◆ What you should do
Copy every line from the records that holds the word "must".

◆ Input data
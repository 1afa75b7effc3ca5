//! Error types for errfold-core.

use thiserror::Error;

/// Result type for errfold operations
pub type Result<T> = std::result::Result<T, ErrfoldError>;

/// Errors raised at the edges of the detector.
///
/// Scanning itself never fails: text that does not contain the guard idiom
/// simply yields no blocks.
#[derive(Debug, Error)]
pub enum ErrfoldError {
    /// Configuration file could not be parsed
    #[error("Invalid configuration: {0}")]
    Config(#[from] toml::de::Error),

    /// IO error
    #[error("IO error: {0}")]
    Io(#[from] std::io::Error),

    /// Header pattern could not be compiled from the configured fragments
    #[error("Failed to build guard header pattern: {0}")]
    Pattern(#[from] regex::Error),

    /// Debounced scans need a Tokio runtime to own their timers
    #[error("No Tokio runtime available to schedule a debounced scan")]
    NoRuntime,
}
//! CLI Application logic
//!
//! Contains the command-line interface implementation.

use std::fs;
use std::path::{Path, PathBuf};

use anyhow::{Context, Result};
use clap::{Parser, Subcommand, ValueEnum};
use glob::{glob, Pattern};
use tracing::{debug, warn};

use errfold_core::{render_collapsed, BlockDescriptor, BlockScanner, Settings};

/// Output format for scan reports
#[derive(Debug, Clone, Copy, Default, PartialEq, Eq, ValueEnum)]
pub enum OutputFormat {
    /// Human-readable text output
    #[default]
    Text,
    /// JSON output for tool consumption
    Json,
}

#[derive(Parser)]
#[command(name = "errfold")]
#[command(author, version, about = "Find foldable Go error-handling blocks", long_about = None)]
struct Cli {
    #[command(subcommand)]
    command: Commands,
}

#[derive(Subcommand)]
enum Commands {
    /// Report foldable `if err != nil` blocks in files or directories
    Scan {
        /// Go files, or directories searched recursively for *.go
        #[arg(default_value = ".")]
        paths: Vec<PathBuf>,

        /// Output format (text or json)
        #[arg(short, long, value_enum, default_value = "text")]
        format: OutputFormat,

        /// Configuration file path
        #[arg(short, long)]
        config: Option<PathBuf>,

        /// Error-variable fragment, replaces the configured set (repeatable)
        #[arg(short = 'e', long = "error-var")]
        error_vars: Vec<String>,
    },

    /// Print a file with every foldable block collapsed to one line
    Render {
        /// Input Go file
        input: PathBuf,

        /// Configuration file path
        #[arg(short, long)]
        config: Option<PathBuf>,

        /// Error-variable fragment, replaces the configured set (repeatable)
        #[arg(short = 'e', long = "error-var")]
        error_vars: Vec<String>,
    },
}

/// Foldable blocks found in one file
#[derive(Debug, Clone)]
pub struct FileReport {
    pub path: PathBuf,
    pub blocks: Vec<BlockDescriptor>,
}

/// Run the CLI
pub fn run_cli() -> Result<()> {
    let cli = Cli::parse();

    match cli.command {
        Commands::Scan {
            paths,
            format,
            config,
            error_vars,
        } => {
            scan_command(&paths, format, config.as_deref(), &error_vars)?;
        }
        Commands::Render {
            input,
            config,
            error_vars,
        } => {
            render_command(&input, config.as_deref(), &error_vars)?;
        }
    }

    Ok(())
}

/// Scan files and print a report
pub fn scan_command(
    paths: &[PathBuf],
    format: OutputFormat,
    config_path: Option<&Path>,
    error_vars: &[String],
) -> Result<()> {
    let settings = load_settings(config_path, error_vars)?;
    let scanner = build_scanner(&settings)?;

    let files = collect_go_files(paths)?;
    let reports = scan_files(&files, &scanner)?;

    print!("{}", format_reports(&reports, format)?);
    Ok(())
}

/// Print a file with its blocks collapsed
pub fn render_command(
    input: &Path,
    config_path: Option<&Path>,
    error_vars: &[String],
) -> Result<()> {
    let settings = load_settings(config_path, error_vars)?;
    let scanner = build_scanner(&settings)?;

    print!("{}", render_file(input, &scanner)?);
    Ok(())
}

/// Read `input` and render it with every foldable block collapsed
pub fn render_file(input: &Path, scanner: &BlockScanner) -> Result<String> {
    if !input.exists() {
        anyhow::bail!("Input file not found: {}", input.display());
    }

    let content = fs::read_to_string(input)
        .with_context(|| format!("Failed to read input file: {}", input.display()))?;
    let lines: Vec<&str> = content.lines().collect();
    let blocks = scanner.scan(&lines);

    Ok(render_collapsed(&lines, &blocks))
}

/// Scan each file, in order
pub fn scan_files(files: &[PathBuf], scanner: &BlockScanner) -> Result<Vec<FileReport>> {
    files
        .iter()
        .map(|path| {
            let content = fs::read_to_string(path)
                .with_context(|| format!("Failed to read input file: {}", path.display()))?;
            let blocks = scanner.scan_text(&content);
            debug!("{}: {} foldable blocks", path.display(), blocks.len());
            Ok(FileReport {
                path: path.clone(),
                blocks,
            })
        })
        .collect()
}

/// Render scan reports in the requested format
pub fn format_reports(reports: &[FileReport], format: OutputFormat) -> Result<String> {
    let total: usize = reports.iter().map(|r| r.blocks.len()).sum();

    match format {
        OutputFormat::Json => {
            let value: Vec<serde_json::Value> = reports
                .iter()
                .map(|r| {
                    serde_json::json!({
                        "file": r.path.display().to_string(),
                        "blocks": r.blocks,
                    })
                })
                .collect();
            let json = serde_json::to_string_pretty(&value)
                .context("Failed to serialize blocks to JSON")?;
            Ok(format!("{}\n", json))
        }
        OutputFormat::Text => {
            let mut out = String::new();
            for report in reports {
                for block in &report.blocks {
                    // Editors count lines from 1
                    out.push_str(&format!(
                        "{}:{}-{}  {}\n",
                        report.path.display(),
                        block.start_line + 1,
                        block.end_line + 1,
                        block.collapsed_text
                    ));
                }
            }
            out.push_str(&format!(
                "Found {} foldable block{} in {} file{}\n",
                total,
                if total == 1 { "" } else { "s" },
                reports.len(),
                if reports.len() == 1 { "" } else { "s" }
            ));
            Ok(out)
        }
    }
}

/// Expand inputs to a sorted, de-duplicated list of Go files
pub fn collect_go_files(paths: &[PathBuf]) -> Result<Vec<PathBuf>> {
    let mut files = Vec::new();

    for path in paths {
        if path.is_dir() {
            // Directory names may contain glob metacharacters
            let pattern = format!("{}/**/*.go", Pattern::escape(&path.display().to_string()));
            for entry in
                glob(&pattern).with_context(|| format!("Invalid glob pattern: {}", pattern))?
            {
                match entry {
                    Ok(file) => files.push(file),
                    Err(e) => warn!("Could not read {}", e),
                }
            }
        } else if path.is_file() {
            files.push(path.clone());
        } else {
            anyhow::bail!("Input not found: {}", path.display());
        }
    }

    files.sort();
    files.dedup();
    Ok(files)
}

/// Load settings from a config file, the current directory, or defaults,
/// then apply command-line fragment overrides
pub fn load_settings(config_path: Option<&Path>, error_vars: &[String]) -> Result<Settings> {
    let mut settings = match config_path {
        Some(path) => {
            if !path.exists() {
                anyhow::bail!("Config file not found: {}", path.display());
            }
            Settings::load(path)
                .with_context(|| format!("Failed to load config: {}", path.display()))?
        }
        None => Settings::discover(Path::new("."))
            .context("Failed to load config from the current directory")?
            .unwrap_or_default(),
    };

    if !error_vars.is_empty() {
        settings.detection.error_variables = error_vars.to_vec();
    }

    Ok(settings)
}

fn build_scanner(settings: &Settings) -> Result<BlockScanner> {
    BlockScanner::from_settings(settings).context("Invalid error-variable fragments")
}
//! Tests for the result cache and debouncer

use super::*;
use tokio::sync::mpsc;

const GUARD: [&str; 3] = ["if err != nil {", "    return err", "}"];
const PLAIN: [&str; 2] = ["x := 1", "fmt.Println(x)"];

fn guard_lines() -> Vec<String> {
    GUARD.iter().map(|s| s.to_string()).collect()
}

fn plain_lines() -> Vec<String> {
    PLAIN.iter().map(|s| s.to_string()).collect()
}

// ==================== GET OR SCAN ====================

mod lookup_tests {
    use super::*;

    #[test]
    fn test_same_version_hits_cache() {
        let cache = BlockCache::default();

        let first = cache.get_or_scan("file:///a.go", 1, &GUARD);
        let second = cache.get_or_scan("file:///a.go", 1, &GUARD);

        assert_eq!(cache.scan_count(), 1, "second lookup must not rescan");
        assert!(Arc::ptr_eq(&first, &second));
        assert_eq!(first.len(), 1);
    }

    #[test]
    fn test_hit_ignores_lines_passed() {
        let cache = BlockCache::default();

        cache.get_or_scan("file:///a.go", 1, &GUARD);
        let blocks = cache.get_or_scan("file:///a.go", 1, &PLAIN);

        // Version is the key; same version means same content
        assert_eq!(blocks.len(), 1);
        assert_eq!(cache.scan_count(), 1);
    }

    #[test]
    fn test_version_bump_rescans() {
        let cache = BlockCache::default();

        cache.get_or_scan("file:///a.go", 1, &GUARD);
        let blocks = cache.get_or_scan("file:///a.go", 2, &PLAIN);

        assert_eq!(cache.scan_count(), 2);
        assert!(blocks.is_empty());
    }

    #[test]
    fn test_invalidate_forces_rescan() {
        let cache = BlockCache::default();

        cache.get_or_scan("file:///a.go", 1, &GUARD);
        cache.invalidate("file:///a.go");
        assert!(cache.is_empty());

        cache.get_or_scan("file:///a.go", 1, &GUARD);
        assert_eq!(cache.scan_count(), 2);
    }

    #[test]
    fn test_invalidate_unknown_document_is_noop() {
        let cache = BlockCache::default();
        cache.invalidate("file:///missing.go");
        assert!(cache.is_empty());
    }

    #[test]
    fn test_documents_are_independent() {
        let cache = BlockCache::default();

        cache.get_or_scan("file:///a.go", 1, &GUARD);
        cache.get_or_scan("file:///b.go", 1, &PLAIN);
        cache.invalidate("file:///b.go");

        assert_eq!(cache.len(), 1);
        assert_eq!(cache.get_or_scan("file:///a.go", 1, &GUARD).len(), 1);
        assert_eq!(cache.scan_count(), 2);
    }

    #[test]
    fn test_clones_share_state() {
        let cache = BlockCache::default();
        let other = cache.clone();

        cache.get_or_scan("file:///a.go", 1, &GUARD);
        other.get_or_scan("file:///a.go", 1, &GUARD);

        assert_eq!(other.scan_count(), 1);
    }

    #[tokio::test(start_paused = true)]
    async fn test_entry_expires_after_ttl() {
        let cache = BlockCache::default();

        cache.get_or_scan("file:///a.go", 1, &GUARD);

        tokio::time::advance(Duration::from_millis(4999)).await;
        cache.get_or_scan("file:///a.go", 1, &GUARD);
        assert_eq!(cache.scan_count(), 1, "still fresh just under the TTL");

        tokio::time::advance(Duration::from_millis(2)).await;
        cache.get_or_scan("file:///a.go", 1, &GUARD);
        assert_eq!(cache.scan_count(), 2, "stale entries are rescanned");
    }

    #[tokio::test(start_paused = true)]
    async fn test_custom_ttl_from_settings() {
        let settings = Settings::from_toml_str("[cache]\nttl_ms = 100\n").unwrap();
        let cache = BlockCache::from_settings(&settings);
        assert_eq!(cache.ttl(), Duration::from_millis(100));

        cache.get_or_scan("file:///a.go", 1, &GUARD);
        tokio::time::advance(Duration::from_millis(150)).await;
        cache.get_or_scan("file:///a.go", 1, &GUARD);

        assert_eq!(cache.scan_count(), 2);
    }
}

// ==================== DEBOUNCE ====================

mod debounce_tests {
    use super::*;

    const DELAY: Duration = Duration::from_millis(100);

    #[tokio::test(start_paused = true)]
    async fn test_rapid_schedules_coalesce() {
        let cache = BlockCache::default();
        let (tx, mut rx) = mpsc::unbounded_channel();

        for version in 1..=5 {
            let lines = if version == 5 {
                guard_lines()
            } else {
                plain_lines()
            };
            let tx = tx.clone();
            cache
                .schedule_debounced("file:///a.go", version, lines, DELAY, move |blocks| {
                    let _ = tx.send((version, blocks));
                })
                .unwrap();
            tokio::time::advance(Duration::from_millis(50)).await;
        }
        assert_eq!(cache.pending_count(), 1);

        tokio::time::sleep(DELAY * 2).await;

        let (version, blocks) = rx.try_recv().expect("debounced scan should have fired");
        assert_eq!(version, 5);
        assert_eq!(blocks.len(), 1, "the last lines are the ones scanned");
        assert!(rx.try_recv().is_err(), "only one callback");
        assert_eq!(cache.scan_count(), 1);
        assert_eq!(cache.pending_count(), 0);
    }

    #[tokio::test(start_paused = true)]
    async fn test_nothing_fires_before_delay() {
        let cache = BlockCache::default();
        let (tx, mut rx) = mpsc::unbounded_channel();

        cache
            .schedule_debounced("file:///a.go", 1, guard_lines(), DELAY, move |blocks| {
                let _ = tx.send(blocks);
            })
            .unwrap();

        tokio::time::sleep(Duration::from_millis(60)).await;
        assert!(rx.try_recv().is_err());
        assert_eq!(cache.scan_count(), 0);

        tokio::time::sleep(Duration::from_millis(60)).await;
        assert!(rx.try_recv().is_ok());
    }

    #[tokio::test(start_paused = true)]
    async fn test_spaced_schedules_each_fire() {
        let cache = BlockCache::default();
        let (tx, mut rx) = mpsc::unbounded_channel();

        for version in 1..=2 {
            let tx = tx.clone();
            cache
                .schedule_debounced("file:///a.go", version, guard_lines(), DELAY, move |_| {
                    let _ = tx.send(version);
                })
                .unwrap();
            tokio::time::sleep(DELAY * 2).await;
        }

        assert_eq!(rx.try_recv().ok(), Some(1));
        assert_eq!(rx.try_recv().ok(), Some(2));
        assert_eq!(cache.scan_count(), 2);
    }

    #[tokio::test(start_paused = true)]
    async fn test_documents_debounce_independently() {
        let cache = BlockCache::default();
        let (tx, mut rx) = mpsc::unbounded_channel();

        for doc in ["file:///a.go", "file:///b.go"] {
            let tx = tx.clone();
            cache
                .schedule_debounced(doc, 1, guard_lines(), DELAY, move |_| {
                    let _ = tx.send(doc);
                })
                .unwrap();
        }
        assert_eq!(cache.pending_count(), 2);

        tokio::time::sleep(DELAY * 2).await;

        let mut fired = vec![rx.try_recv().unwrap(), rx.try_recv().unwrap()];
        fired.sort();
        assert_eq!(fired, vec!["file:///a.go", "file:///b.go"]);
    }

    #[tokio::test(start_paused = true)]
    async fn test_debounced_scan_fills_cache() {
        let cache = BlockCache::default();

        cache
            .schedule_debounced("file:///a.go", 3, guard_lines(), DELAY, |_| {})
            .unwrap();
        tokio::time::sleep(DELAY * 2).await;

        cache.get_or_scan("file:///a.go", 3, &GUARD);
        assert_eq!(cache.scan_count(), 1);
    }

    #[tokio::test(start_paused = true)]
    async fn test_cancel_pending() {
        let cache = BlockCache::default();
        let (tx, mut rx) = mpsc::unbounded_channel::<Blocks>();

        cache
            .schedule_debounced("file:///a.go", 1, guard_lines(), DELAY, move |blocks| {
                let _ = tx.send(blocks);
            })
            .unwrap();

        assert!(cache.cancel_pending("file:///a.go"));
        assert!(!cache.cancel_pending("file:///a.go"));

        tokio::time::sleep(DELAY * 2).await;
        assert!(rx.try_recv().is_err());
        assert_eq!(cache.scan_count(), 0);
    }

    #[tokio::test(start_paused = true)]
    async fn test_close_document_cancels_and_invalidates() {
        let cache = BlockCache::default();
        cache.get_or_scan("file:///a.go", 1, &GUARD);
        cache
            .schedule_debounced("file:///a.go", 2, guard_lines(), DELAY, |_| {})
            .unwrap();

        cache.close_document("file:///a.go");

        assert!(cache.is_empty());
        assert_eq!(cache.pending_count(), 0);
        tokio::time::sleep(DELAY * 2).await;
        assert_eq!(cache.scan_count(), 1);
    }

    #[tokio::test(start_paused = true)]
    async fn test_dispose_all() {
        let cache = BlockCache::default();
        let (tx, mut rx) = mpsc::unbounded_channel::<Blocks>();

        cache.get_or_scan("file:///a.go", 1, &GUARD);
        cache.get_or_scan("file:///b.go", 1, &GUARD);
        for doc in ["file:///c.go", "file:///d.go"] {
            let tx = tx.clone();
            cache
                .schedule_debounced(doc, 1, guard_lines(), DELAY, move |blocks| {
                    let _ = tx.send(blocks);
                })
                .unwrap();
        }

        cache.dispose_all();

        assert!(cache.is_empty());
        assert_eq!(cache.pending_count(), 0);
        tokio::time::sleep(DELAY * 2).await;
        assert!(rx.try_recv().is_err());
        assert_eq!(cache.scan_count(), 2);
    }

    #[test]
    fn test_schedule_without_runtime_fails() {
        let cache = BlockCache::default();
        let result = cache.schedule_debounced(
            "file:///a.go",
            1,
            guard_lines(),
            DELAY,
            |_| {},
        );
        assert!(matches!(result, Err(ErrfoldError::NoRuntime)));
        assert_eq!(cache.pending_count(), 0);
    }

    #[test]
    fn test_debounce_delay_from_settings() {
        let settings = Settings::from_toml_str("[cache]\ndebounce_ms = 25\n").unwrap();
        let cache = BlockCache::from_settings(&settings);
        assert_eq!(cache.debounce_delay(), Duration::from_millis(25));
    }
}

// ==================== RECONFIGURE ====================

mod reconfigure_tests {
    use super::*;

    #[test]
    fn test_same_fragments_keep_matcher() {
        let cache = BlockCache::default();
        let changed = cache.reconfigure(&DetectionSettings::default()).unwrap();
        assert!(!changed);
    }

    #[test]
    fn test_new_fragments_apply_after_invalidate() {
        let cache = BlockCache::default();
        let lines = ["if failure != nil {", "    return failure", "}"];

        assert!(cache.get_or_scan("file:///a.go", 1, &lines).is_empty());

        let detection = DetectionSettings {
            error_variables: vec!["fail".to_string()],
        };
        assert!(cache.reconfigure(&detection).unwrap());

        // Existing entries survive a settings change
        assert!(cache.get_or_scan("file:///a.go", 1, &lines).is_empty());

        cache.invalidate("file:///a.go");
        assert_eq!(cache.get_or_scan("file:///a.go", 1, &lines).len(), 1);
    }

    #[test]
    fn test_empty_fragments_detect_nothing() {
        let cache = BlockCache::default();
        let detection = DetectionSettings {
            error_variables: Vec::new(),
        };
        cache.reconfigure(&detection).unwrap();

        assert!(cache.get_or_scan("file:///a.go", 1, &GUARD).is_empty());
    }
}

// ==================== PER-DOCUMENT SCAN GUARD ====================

mod guard_tests {
    use super::*;
    use std::sync::Barrier;
    use std::thread;

    #[test]
    fn test_concurrent_misses_scan_once() {
        let cache = BlockCache::default();
        let barrier = Barrier::new(8);

        let results: Vec<Blocks> = thread::scope(|s| {
            let handles: Vec<_> = (0..8)
                .map(|_| {
                    s.spawn(|| {
                        barrier.wait();
                        cache.get_or_scan("file:///a.go", 1, &GUARD)
                    })
                })
                .collect();
            handles.into_iter().map(|h| h.join().unwrap()).collect()
        });

        assert_eq!(cache.scan_count(), 1, "one writer per document");
        assert!(results.iter().all(|blocks| Arc::ptr_eq(blocks, &results[0])));
    }

    #[test]
    fn test_busy_document_does_not_block_others() {
        let cache = BlockCache::default();
        cache.get_or_scan("file:///a.go", 1, &GUARD);

        // Simulate a long scan in progress on a.go
        let guard = cache.scan_guard("file:///a.go");
        let _scanning = guard.lock();

        let other = cache.clone();
        let blocks = thread::spawn(move || other.get_or_scan("file:///b.go", 1, &GUARD))
            .join()
            .unwrap();

        assert_eq!(blocks.len(), 1);
        assert_eq!(cache.scan_count(), 2);
        // Hits on the busy document do not wait either
        assert_eq!(cache.get_or_scan("file:///a.go", 1, &GUARD).len(), 1);
    }

    #[test]
    fn test_close_document_drops_guard() {
        let cache = BlockCache::default();
        cache.get_or_scan("file:///a.go", 1, &GUARD);
        cache.get_or_scan("file:///b.go", 1, &GUARD);

        cache.close_document("file:///a.go");
        assert_eq!(cache.shared.state.lock().scan_guards.len(), 1);

        cache.dispose_all();
        assert!(cache.shared.state.lock().scan_guards.is_empty());
    }
}
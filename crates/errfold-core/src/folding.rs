//! Output adapters for folding and decoration collaborators
//!
//! Maps scan results onto what an editor needs:
//! - LSP folding ranges with a collapsed preview
//! - Dimmed ranges plus an inline summary anchored at the header line
//! - A plain-text rendering of the document with every block collapsed

use tower_lsp::lsp_types::{FoldingRange, FoldingRangeKind};

use crate::scanner::{BlockDescriptor, LineRange};

/// Build LSP folding ranges, one per block
pub fn to_folding_ranges(blocks: &[BlockDescriptor]) -> Vec<FoldingRange> {
    blocks
        .iter()
        .map(|block| FoldingRange {
            start_line: block.start_line as u32,
            end_line: block.end_line as u32,
            kind: Some(FoldingRangeKind::Region),
            start_character: None,
            end_character: None,
            collapsed_text: Some(block.collapsed_text.clone()),
        })
        .collect()
}

/// Decoration for one block
#[derive(Debug, Clone, PartialEq, Eq)]
pub struct Decoration {
    /// Lines to render dimmed
    pub dim_range: LineRange,
    /// Line the inline summary is attached to
    pub summary_line: usize,
    /// Inline summary text
    pub summary: String,
}

/// Build decorations, one per block
pub fn to_decorations(blocks: &[BlockDescriptor]) -> Vec<Decoration> {
    blocks
        .iter()
        .map(|block| Decoration {
            dim_range: block.full_range,
            summary_line: block.start_line,
            summary: block.collapsed_text.clone(),
        })
        .collect()
}

/// Render `lines` with each block replaced by its collapsed one-liner.
///
/// Blocks must be the scan result for these exact lines.
pub fn render_collapsed<S: AsRef<str>>(lines: &[S], blocks: &[BlockDescriptor]) -> String {
    let mut out = String::new();
    let mut blocks = blocks.iter().peekable();
    let mut index = 0;

    while index < lines.len() {
        match blocks.next_if(|block| block.start_line == index) {
            Some(block) => {
                out.push_str(&block.indentation);
                out.push_str(&block.collapsed_text);
                index = block.end_line + 1;
            }
            None => {
                out.push_str(lines[index].as_ref());
                index += 1;
            }
        }
        out.push('\n');
    }

    out
}
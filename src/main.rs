//! OpenCode Bridge CLI
//!
//! Debugging interface for the bridge core: binary discovery checks, a
//! foreground lifecycle harness, and session CRUD against a running
//! backend.

use std::sync::Arc;

use clap::{Parser, Subcommand};
use serde::Serialize;
use serde_json::json;
use tracing_subscriber::EnvFilter;

use opencode_bridge::{
    resolve_binary_path, BridgeConfig, Lifecycle, LifecycleObserver, LifecycleOptions,
    LifecycleState, ServerManager, SessionClient,
};

#[derive(Parser)]
#[command(name = "opencode-bridge")]
#[command(about = "OpenCode bridge core - server and session lifecycle tools", long_about = None)]
struct Cli {
    #[command(subcommand)]
    command: Commands,
}

#[derive(Subcommand)]
enum Commands {
    /// Check whether the opencode CLI is installed
    Check,
    /// Run a full lifecycle in the foreground (Ctrl-C to stop)
    Run {
        /// Title for the created session
        #[arg(short, long)]
        title: Option<String>,
        /// Only resolve the server port, skip session resolution
        #[arg(long)]
        no_session: bool,
    },
    /// Session management against a running backend
    Session {
        #[command(subcommand)]
        action: SessionAction,
    },
}

#[derive(Subcommand)]
enum SessionAction {
    /// List sessions
    List {
        /// Backend port
        #[arg(short, long)]
        port: u16,
    },
    /// Create a session
    Create {
        #[arg(short, long)]
        port: u16,
        #[arg(short, long)]
        title: Option<String>,
    },
    /// Delete a session
    Delete {
        #[arg(short, long)]
        port: u16,
        /// Session ID
        id: String,
    },
    /// Share a session and print its URL
    Share {
        #[arg(short, long)]
        port: u16,
        id: String,
    },
    /// Revoke a session's share URL
    Unshare {
        #[arg(short, long)]
        port: u16,
        id: String,
    },
}

// ============ Output Types ============

#[derive(Serialize)]
struct CheckOutput {
    installed: bool,
    path: Option<String>,
}

#[derive(Serialize)]
struct SessionListItem {
    id: String,
    title: String,
    directory: String,
    updated: String,
}

// ============ Main ============

#[tokio::main]
async fn main() -> anyhow::Result<()> {
    tracing_subscriber::fmt()
        .with_env_filter(EnvFilter::from_default_env())
        .with_writer(std::io::stderr)
        .init();

    let cli = Cli::parse();
    match cli.command {
        Commands::Check => handle_check(),
        Commands::Run { title, no_session } => handle_run(title, no_session).await,
        Commands::Session { action } => {
            let output = handle_session(action).await?;
            println!("{output}");
            Ok(())
        }
    }
}

// ============ Handlers ============

fn handle_check() -> anyhow::Result<()> {
    let config = BridgeConfig::load().unwrap_or_default();
    let output = match resolve_binary_path(config.binary_path.as_deref()) {
        Ok(path) => CheckOutput {
            installed: true,
            path: Some(path.display().to_string()),
        },
        Err(_) => CheckOutput {
            installed: false,
            path: None,
        },
    };
    println!("{}", serde_json::to_string_pretty(&output)?);
    Ok(())
}

struct PrintObserver;

impl LifecycleObserver for PrintObserver {
    fn on_state_changed(&self, state: LifecycleState) {
        println!("state: {state}");
    }
    fn on_port_ready(&self, port: u16) {
        println!("port ready: {port}");
    }
    fn on_session_and_port_ready(&self, session_id: &str, port: u16) {
        println!("session {session_id} ready on port {port}");
    }
    fn on_error(&self, message: &str) {
        eprintln!("error: {message}");
    }
    fn on_process_exited(&self) {
        println!("server exited");
    }
}

async fn handle_run(title: Option<String>, no_session: bool) -> anyhow::Result<()> {
    let config = BridgeConfig::load().unwrap_or_default();
    let server = Arc::new(ServerManager::new(&config));
    let mut options = LifecycleOptions::from_config(&config);
    options.session_title = title;
    options.resolve_session = !no_session;

    let lifecycle = Lifecycle::new(
        server.clone(),
        Arc::new(config),
        Arc::new(PrintObserver),
        options,
    );
    if let Err(e) = lifecycle.initialize().await {
        anyhow::bail!("initialize failed: {e}");
    }

    println!("press Ctrl-C to stop");
    tokio::signal::ctrl_c().await?;

    lifecycle.dispose();
    server.stop().await;
    Ok(())
}

async fn handle_session(action: SessionAction) -> anyhow::Result<String> {
    let config = BridgeConfig::load().unwrap_or_default();
    match action {
        SessionAction::List { port } => {
            let client = SessionClient::new(port, config.max_sessions);
            let sessions = client.list(true).await?;
            let items: Vec<SessionListItem> = sessions
                .iter()
                .map(|s| SessionListItem {
                    id: s.id.clone(),
                    title: s.title.clone().unwrap_or_default(),
                    directory: s.directory.clone(),
                    updated: s.updated_at.to_rfc3339(),
                })
                .collect();
            Ok(serde_json::to_string_pretty(&items)?)
        }
        SessionAction::Create { port, title } => {
            let client = SessionClient::new(port, config.max_sessions);
            let session = client.create(title.as_deref()).await?;
            Ok(serde_json::to_string_pretty(&session)?)
        }
        SessionAction::Delete { port, id } => {
            let client = SessionClient::new(port, config.max_sessions);
            let deleted = client.delete(&id).await?;
            Ok(json!({ "deleted": deleted }).to_string())
        }
        SessionAction::Share { port, id } => {
            let client = SessionClient::new(port, config.max_sessions);
            match client.share(&id).await? {
                Some(url) => Ok(json!({ "url": url }).to_string()),
                None => anyhow::bail!("session not found: {id}"),
            }
        }
        SessionAction::Unshare { port, id } => {
            let client = SessionClient::new(port, config.max_sessions);
            let unshared = client.unshare(&id).await?;
            Ok(json!({ "unshared": unshared }).to_string())
        }
    }
}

◆ Completed exercise
        assert_eq!(cache.scan_count(), 1, "second lookup must not rescan");
/// Blocks must be the scan result for these exact lines.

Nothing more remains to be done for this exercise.